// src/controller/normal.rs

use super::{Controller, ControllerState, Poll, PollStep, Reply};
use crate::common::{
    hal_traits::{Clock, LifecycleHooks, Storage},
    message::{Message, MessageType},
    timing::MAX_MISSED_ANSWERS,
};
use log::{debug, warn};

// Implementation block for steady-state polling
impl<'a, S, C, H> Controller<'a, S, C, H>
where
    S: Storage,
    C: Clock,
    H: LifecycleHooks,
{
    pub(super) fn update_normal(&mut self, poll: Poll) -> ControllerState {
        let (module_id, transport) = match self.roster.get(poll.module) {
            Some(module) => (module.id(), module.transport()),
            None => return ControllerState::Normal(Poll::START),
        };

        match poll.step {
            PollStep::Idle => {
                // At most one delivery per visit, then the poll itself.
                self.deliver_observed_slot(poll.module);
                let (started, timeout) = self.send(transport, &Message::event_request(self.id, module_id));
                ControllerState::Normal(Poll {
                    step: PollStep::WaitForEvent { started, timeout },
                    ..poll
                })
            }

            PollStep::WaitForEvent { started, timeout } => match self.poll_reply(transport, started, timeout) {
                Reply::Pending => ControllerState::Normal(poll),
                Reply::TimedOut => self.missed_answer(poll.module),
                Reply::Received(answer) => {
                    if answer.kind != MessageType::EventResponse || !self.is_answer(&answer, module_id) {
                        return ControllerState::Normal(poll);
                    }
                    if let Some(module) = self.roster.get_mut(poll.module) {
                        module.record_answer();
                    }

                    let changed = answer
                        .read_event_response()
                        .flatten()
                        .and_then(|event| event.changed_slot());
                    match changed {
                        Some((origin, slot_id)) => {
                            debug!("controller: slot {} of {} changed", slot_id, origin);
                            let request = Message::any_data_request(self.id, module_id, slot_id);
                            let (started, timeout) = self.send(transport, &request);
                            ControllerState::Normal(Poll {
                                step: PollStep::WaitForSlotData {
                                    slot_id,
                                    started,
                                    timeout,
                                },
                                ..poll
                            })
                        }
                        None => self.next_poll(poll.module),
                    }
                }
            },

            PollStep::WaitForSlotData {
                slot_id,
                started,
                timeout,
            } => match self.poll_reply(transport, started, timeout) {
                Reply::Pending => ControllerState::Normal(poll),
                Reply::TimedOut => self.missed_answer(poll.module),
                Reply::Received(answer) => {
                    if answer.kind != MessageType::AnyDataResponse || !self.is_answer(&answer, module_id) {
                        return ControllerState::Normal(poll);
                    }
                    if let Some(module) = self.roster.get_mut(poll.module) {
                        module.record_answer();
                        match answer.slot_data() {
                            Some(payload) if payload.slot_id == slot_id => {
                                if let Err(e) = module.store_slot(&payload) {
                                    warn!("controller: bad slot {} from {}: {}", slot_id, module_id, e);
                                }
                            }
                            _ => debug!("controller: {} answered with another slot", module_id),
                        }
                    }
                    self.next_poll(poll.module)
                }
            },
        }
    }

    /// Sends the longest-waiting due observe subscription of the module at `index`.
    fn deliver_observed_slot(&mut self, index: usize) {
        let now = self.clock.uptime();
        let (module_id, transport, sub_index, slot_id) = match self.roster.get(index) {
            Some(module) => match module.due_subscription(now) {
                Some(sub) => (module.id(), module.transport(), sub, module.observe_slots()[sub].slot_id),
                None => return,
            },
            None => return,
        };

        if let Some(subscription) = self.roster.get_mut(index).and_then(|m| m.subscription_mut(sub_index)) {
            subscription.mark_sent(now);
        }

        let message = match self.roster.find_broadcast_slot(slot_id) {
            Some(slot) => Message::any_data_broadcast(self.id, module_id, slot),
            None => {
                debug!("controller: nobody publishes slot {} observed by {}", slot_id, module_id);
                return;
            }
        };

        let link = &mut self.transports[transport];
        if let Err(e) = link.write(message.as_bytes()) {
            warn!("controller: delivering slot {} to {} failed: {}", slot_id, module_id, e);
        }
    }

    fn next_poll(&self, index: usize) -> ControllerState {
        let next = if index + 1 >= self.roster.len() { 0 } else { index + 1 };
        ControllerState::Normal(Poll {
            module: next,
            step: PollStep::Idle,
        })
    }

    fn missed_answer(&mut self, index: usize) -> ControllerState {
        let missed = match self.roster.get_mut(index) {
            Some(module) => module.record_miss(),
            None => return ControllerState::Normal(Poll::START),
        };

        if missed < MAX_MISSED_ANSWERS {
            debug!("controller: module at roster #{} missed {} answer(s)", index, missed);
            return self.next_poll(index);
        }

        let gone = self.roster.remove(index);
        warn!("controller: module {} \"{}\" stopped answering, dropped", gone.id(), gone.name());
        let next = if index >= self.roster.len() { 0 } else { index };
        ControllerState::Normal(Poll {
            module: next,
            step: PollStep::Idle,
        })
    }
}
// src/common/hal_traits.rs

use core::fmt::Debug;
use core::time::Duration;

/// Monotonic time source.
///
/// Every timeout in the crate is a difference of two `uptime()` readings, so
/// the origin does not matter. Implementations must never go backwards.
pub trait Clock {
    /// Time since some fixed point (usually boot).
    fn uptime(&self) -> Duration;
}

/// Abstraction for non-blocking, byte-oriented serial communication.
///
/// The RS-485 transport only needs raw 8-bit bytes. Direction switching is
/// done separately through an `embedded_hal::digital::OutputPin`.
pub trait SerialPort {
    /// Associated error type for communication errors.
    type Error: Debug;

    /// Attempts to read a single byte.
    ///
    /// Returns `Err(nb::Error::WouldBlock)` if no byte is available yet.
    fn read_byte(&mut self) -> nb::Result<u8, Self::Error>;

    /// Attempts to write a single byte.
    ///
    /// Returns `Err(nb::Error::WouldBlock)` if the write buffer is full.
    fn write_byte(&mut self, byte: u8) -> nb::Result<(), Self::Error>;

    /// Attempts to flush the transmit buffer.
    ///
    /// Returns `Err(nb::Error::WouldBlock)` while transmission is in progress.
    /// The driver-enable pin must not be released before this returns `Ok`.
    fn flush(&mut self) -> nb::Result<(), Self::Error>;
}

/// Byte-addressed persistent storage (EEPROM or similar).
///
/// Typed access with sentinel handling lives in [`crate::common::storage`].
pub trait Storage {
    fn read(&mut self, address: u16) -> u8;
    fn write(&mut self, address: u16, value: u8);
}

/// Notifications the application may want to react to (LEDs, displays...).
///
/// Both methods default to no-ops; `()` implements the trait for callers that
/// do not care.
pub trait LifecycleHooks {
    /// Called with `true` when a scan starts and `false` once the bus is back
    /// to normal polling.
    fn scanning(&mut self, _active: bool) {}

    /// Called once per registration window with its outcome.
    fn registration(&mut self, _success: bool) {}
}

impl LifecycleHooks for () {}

——————————

- _What the task asks_
For the span from the line containing "to normal polling." through the last line of the entries above, transcribe each line exactly and leave out everything else.

- _Solved exercise_
    /// to normal polling.
    fn scanning(&mut self, _active: bool) {}

    /// Called once per registration window with its outcome.
    fn registration(&mut self, _success: bool) {}
}

impl LifecycleHooks for () {}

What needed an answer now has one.